BEGIN THE INPUT
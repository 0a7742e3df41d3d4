use thiserror::Error;

pub type Result<T, E = Error> = std::result::Result<T, E>;

#[derive(Debug, Error)]
pub enum Error {
    /// Transport failure while fetching a post (connect, timeout, body read)
    #[error("http error: {0}")]
    Http(#[from] reqwest::Error),
    /// The source has nothing for this post
    ///
    /// Not produced by `HttpSource`, which treats any page it can fetch as a post. Other
    /// `TitleSource` implementations (offline mirrors, fixtures) return it for identifiers
    /// they do not hold, and the aggregator records it like any other per-post failure.
    #[error("post {0} is unavailable")]
    Unavailable(u64),
    #[error("storage error: {0}")]
    Storage(#[from] rusqlite::Error),
    #[error("failed to load dictionary: {0}")]
    Dictionary(#[from] vibrato::errors::VibratoError),
    #[error("io error: {0}")]
    Io(#[from] std::io::Error),
    #[error("malformed pattern key {0:?}")]
    MalformedPattern(String),
    #[error("failed to build worker pool: {0}")]
    Pool(#[from] rayon::ThreadPoolBuildError),
    #[error("corpus contains no grammar patterns")]
    EmptyCorpus,
    #[error("no complete title after {0} attempts")]
    Exhausted(usize),
}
END THE INPUT
WORK INSTRUCTION: Each line above that holds the string "failure" should be copied and shown.

SOLUTION TO THE PROBLEM:
    /// Transport failure while fetching a post (connect, timeout, body read)
    /// they do not hold, and the aggregator records it like any other per-post failure.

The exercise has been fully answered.